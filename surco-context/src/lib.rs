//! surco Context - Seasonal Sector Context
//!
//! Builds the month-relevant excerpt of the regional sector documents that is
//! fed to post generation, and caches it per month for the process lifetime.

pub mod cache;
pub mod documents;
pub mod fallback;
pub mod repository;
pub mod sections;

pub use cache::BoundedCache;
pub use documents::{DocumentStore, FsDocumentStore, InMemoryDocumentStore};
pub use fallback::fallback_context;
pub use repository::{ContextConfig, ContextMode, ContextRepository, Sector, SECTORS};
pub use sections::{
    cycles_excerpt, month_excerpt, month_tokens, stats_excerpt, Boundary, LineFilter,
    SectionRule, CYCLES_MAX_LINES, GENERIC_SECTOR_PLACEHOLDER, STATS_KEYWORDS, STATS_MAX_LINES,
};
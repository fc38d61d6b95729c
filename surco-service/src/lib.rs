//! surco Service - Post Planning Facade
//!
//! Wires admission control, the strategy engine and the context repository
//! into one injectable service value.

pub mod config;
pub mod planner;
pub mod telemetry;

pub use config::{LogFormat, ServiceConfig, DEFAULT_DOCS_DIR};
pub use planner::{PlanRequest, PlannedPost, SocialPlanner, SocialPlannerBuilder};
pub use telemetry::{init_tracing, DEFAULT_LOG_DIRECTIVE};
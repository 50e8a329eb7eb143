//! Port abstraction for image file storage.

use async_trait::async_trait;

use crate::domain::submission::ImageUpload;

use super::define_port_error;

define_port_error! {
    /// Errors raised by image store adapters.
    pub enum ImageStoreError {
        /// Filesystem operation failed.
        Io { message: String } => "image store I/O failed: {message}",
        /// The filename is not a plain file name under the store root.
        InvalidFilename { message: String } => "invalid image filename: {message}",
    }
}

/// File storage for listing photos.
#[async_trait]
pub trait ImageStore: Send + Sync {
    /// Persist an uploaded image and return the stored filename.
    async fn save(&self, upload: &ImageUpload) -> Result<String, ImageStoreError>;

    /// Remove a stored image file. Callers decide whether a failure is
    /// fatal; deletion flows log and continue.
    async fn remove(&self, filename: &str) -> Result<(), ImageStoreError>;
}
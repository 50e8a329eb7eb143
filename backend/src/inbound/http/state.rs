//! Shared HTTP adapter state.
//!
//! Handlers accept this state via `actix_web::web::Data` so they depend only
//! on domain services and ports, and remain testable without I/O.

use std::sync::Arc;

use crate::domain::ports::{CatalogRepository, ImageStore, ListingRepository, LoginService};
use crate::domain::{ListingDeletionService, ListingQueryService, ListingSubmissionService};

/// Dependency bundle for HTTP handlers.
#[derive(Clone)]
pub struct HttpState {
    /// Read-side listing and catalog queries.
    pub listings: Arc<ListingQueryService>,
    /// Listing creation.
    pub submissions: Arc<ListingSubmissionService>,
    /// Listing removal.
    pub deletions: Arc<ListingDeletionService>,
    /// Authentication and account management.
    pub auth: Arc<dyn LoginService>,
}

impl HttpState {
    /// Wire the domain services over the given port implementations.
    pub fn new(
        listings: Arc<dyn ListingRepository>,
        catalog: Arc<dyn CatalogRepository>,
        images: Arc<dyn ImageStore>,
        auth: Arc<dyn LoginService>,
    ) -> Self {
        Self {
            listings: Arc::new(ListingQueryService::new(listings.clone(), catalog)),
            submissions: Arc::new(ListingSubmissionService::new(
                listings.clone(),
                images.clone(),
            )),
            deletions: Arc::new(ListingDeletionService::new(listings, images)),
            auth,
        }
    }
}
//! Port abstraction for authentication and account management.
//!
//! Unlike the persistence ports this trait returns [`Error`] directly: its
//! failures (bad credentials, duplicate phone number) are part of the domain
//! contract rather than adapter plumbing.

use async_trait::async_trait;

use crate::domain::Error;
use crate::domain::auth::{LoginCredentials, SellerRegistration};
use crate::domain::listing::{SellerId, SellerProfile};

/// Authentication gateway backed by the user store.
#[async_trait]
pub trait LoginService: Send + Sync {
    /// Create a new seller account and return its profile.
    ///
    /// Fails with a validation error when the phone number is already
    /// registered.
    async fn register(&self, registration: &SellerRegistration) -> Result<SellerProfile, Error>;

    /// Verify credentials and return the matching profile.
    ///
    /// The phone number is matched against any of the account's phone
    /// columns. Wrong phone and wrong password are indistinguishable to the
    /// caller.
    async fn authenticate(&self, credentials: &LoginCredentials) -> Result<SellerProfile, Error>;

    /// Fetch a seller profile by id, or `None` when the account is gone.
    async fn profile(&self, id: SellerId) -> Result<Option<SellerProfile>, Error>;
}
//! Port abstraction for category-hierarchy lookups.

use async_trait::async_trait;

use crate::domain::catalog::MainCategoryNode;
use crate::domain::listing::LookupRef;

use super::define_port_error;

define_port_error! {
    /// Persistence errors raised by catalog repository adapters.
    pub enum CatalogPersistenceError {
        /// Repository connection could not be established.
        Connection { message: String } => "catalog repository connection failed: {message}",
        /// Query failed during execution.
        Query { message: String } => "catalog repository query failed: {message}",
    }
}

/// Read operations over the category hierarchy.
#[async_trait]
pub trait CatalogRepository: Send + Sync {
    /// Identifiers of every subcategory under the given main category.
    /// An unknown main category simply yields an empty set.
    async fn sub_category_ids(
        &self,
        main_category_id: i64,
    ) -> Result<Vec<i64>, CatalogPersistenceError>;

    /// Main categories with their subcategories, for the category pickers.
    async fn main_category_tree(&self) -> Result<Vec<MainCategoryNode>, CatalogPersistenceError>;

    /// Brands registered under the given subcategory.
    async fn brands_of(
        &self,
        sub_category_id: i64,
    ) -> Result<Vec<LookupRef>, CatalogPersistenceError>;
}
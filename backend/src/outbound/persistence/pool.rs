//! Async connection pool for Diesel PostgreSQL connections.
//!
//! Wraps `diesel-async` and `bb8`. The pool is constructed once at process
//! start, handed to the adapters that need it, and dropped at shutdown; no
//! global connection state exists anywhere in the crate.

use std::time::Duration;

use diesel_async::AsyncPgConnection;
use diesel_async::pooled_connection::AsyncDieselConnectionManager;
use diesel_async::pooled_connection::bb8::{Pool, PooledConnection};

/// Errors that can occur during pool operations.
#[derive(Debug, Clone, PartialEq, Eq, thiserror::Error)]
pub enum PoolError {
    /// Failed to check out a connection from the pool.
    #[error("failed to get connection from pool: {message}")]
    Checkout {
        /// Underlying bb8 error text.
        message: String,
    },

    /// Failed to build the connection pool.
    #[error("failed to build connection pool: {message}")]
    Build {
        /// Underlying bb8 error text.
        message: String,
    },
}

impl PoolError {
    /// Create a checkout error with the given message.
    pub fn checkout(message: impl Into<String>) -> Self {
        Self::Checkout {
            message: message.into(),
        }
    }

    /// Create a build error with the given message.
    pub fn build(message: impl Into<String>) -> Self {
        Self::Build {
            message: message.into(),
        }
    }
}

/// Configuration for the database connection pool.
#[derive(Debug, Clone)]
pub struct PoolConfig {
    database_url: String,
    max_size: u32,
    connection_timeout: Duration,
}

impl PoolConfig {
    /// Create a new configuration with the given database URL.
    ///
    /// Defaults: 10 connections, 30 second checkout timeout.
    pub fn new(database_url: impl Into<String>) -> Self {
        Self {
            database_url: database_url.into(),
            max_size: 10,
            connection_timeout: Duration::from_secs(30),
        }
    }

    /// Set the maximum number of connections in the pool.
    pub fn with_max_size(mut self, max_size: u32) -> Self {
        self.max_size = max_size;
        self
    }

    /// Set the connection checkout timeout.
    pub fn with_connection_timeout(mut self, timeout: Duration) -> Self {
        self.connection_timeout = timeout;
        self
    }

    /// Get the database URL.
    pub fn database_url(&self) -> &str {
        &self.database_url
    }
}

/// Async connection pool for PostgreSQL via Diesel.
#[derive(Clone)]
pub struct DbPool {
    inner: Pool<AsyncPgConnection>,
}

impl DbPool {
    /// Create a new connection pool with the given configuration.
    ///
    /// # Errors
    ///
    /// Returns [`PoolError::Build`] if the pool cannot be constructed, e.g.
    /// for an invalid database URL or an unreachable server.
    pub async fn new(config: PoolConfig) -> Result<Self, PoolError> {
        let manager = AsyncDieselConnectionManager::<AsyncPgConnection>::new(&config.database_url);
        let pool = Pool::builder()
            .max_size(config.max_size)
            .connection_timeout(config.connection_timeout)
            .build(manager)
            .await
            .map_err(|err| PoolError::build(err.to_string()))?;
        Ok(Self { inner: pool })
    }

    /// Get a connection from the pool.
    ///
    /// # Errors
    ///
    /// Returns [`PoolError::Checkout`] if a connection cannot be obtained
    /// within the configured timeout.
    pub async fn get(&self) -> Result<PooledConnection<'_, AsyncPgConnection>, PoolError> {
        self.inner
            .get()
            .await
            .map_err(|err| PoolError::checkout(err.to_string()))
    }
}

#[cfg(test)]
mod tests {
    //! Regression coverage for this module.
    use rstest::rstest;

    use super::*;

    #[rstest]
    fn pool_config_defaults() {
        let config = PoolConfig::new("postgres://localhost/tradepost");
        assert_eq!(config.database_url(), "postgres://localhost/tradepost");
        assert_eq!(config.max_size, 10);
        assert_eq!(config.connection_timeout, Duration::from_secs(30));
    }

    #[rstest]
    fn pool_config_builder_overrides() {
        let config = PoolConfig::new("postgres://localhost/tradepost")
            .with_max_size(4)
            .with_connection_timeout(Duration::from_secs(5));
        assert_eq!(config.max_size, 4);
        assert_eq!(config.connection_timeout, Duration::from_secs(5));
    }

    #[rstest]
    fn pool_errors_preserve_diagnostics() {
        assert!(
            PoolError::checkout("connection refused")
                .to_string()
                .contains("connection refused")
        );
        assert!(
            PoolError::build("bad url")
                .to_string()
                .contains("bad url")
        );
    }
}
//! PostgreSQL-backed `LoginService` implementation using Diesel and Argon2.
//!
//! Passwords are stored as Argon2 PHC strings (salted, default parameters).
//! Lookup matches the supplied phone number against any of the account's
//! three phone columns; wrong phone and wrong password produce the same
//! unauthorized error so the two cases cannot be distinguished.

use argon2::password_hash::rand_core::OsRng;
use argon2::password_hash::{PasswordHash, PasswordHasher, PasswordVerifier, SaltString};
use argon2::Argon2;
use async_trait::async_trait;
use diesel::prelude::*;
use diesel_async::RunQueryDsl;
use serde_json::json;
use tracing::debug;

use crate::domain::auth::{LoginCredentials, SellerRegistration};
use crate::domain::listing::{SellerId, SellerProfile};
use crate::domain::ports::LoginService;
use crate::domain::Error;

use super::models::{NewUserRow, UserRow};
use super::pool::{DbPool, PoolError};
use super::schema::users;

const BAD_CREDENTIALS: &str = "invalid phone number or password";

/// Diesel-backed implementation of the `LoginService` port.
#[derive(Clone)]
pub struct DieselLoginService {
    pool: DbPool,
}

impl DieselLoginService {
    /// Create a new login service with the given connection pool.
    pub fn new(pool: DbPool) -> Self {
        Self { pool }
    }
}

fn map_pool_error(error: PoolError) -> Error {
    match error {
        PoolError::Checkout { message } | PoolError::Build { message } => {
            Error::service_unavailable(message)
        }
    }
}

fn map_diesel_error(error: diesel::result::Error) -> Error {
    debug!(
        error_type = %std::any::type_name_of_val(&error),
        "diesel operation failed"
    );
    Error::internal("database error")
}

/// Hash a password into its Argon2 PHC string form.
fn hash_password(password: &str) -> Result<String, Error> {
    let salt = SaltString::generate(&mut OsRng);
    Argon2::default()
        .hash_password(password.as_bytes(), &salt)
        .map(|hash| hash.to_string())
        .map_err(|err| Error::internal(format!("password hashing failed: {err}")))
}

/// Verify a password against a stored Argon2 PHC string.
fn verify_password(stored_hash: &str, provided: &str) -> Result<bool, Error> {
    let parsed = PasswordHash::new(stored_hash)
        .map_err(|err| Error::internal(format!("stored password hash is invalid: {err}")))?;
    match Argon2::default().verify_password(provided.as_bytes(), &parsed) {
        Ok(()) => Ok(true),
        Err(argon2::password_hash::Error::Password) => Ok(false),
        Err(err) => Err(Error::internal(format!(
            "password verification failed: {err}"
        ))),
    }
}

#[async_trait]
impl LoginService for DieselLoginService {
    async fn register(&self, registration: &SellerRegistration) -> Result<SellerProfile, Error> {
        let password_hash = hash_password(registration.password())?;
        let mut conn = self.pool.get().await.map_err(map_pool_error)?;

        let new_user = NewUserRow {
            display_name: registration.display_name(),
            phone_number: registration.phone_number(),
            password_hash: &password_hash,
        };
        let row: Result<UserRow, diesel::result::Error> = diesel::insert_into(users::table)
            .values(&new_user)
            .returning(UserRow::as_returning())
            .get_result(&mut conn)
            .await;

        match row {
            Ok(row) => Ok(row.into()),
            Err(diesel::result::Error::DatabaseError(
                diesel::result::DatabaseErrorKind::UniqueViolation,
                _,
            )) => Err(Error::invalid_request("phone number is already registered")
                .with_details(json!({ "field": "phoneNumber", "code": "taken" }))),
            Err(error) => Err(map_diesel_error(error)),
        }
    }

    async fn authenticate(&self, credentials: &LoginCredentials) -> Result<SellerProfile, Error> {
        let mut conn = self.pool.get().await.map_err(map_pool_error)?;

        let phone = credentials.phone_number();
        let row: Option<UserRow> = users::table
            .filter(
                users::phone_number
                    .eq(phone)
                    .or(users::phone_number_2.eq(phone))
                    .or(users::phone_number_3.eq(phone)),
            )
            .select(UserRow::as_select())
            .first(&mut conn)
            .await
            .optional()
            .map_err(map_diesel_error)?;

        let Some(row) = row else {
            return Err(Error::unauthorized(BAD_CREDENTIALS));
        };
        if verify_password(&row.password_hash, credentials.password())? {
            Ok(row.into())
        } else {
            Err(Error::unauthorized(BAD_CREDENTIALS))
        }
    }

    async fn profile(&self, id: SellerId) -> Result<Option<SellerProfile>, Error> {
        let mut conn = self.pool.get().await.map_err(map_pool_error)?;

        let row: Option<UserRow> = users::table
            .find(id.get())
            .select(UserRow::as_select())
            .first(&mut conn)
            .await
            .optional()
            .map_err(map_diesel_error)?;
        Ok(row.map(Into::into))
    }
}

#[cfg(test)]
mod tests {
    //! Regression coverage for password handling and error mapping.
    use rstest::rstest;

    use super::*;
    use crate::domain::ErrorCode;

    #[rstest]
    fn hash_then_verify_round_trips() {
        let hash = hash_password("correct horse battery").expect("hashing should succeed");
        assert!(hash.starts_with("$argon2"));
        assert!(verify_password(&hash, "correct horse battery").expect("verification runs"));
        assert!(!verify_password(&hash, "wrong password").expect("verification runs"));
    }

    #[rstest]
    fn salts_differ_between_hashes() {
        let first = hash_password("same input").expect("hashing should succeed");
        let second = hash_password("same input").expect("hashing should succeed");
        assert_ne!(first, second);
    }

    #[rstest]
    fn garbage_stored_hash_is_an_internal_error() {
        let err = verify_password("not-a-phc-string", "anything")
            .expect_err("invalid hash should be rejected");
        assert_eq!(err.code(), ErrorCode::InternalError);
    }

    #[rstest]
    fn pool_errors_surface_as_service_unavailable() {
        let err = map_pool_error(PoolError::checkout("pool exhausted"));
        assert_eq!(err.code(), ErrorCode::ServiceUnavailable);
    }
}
□ □ □ □
- _Work to be completed_
When the line containing "pub mod repository;" is reached, include it and stop. Until then, output each line of the entries exactly as given, starting from the first.

- _Response_
filename surco-context/src/lib.rs
//! surco Context - Seasonal Sector Context
//!
//! Builds the month-relevant excerpt of the regional sector documents that is
//! fed to post generation, and caches it per month for the process lifetime.

pub mod cache;
pub mod documents;
pub mod fallback;
pub mod repository;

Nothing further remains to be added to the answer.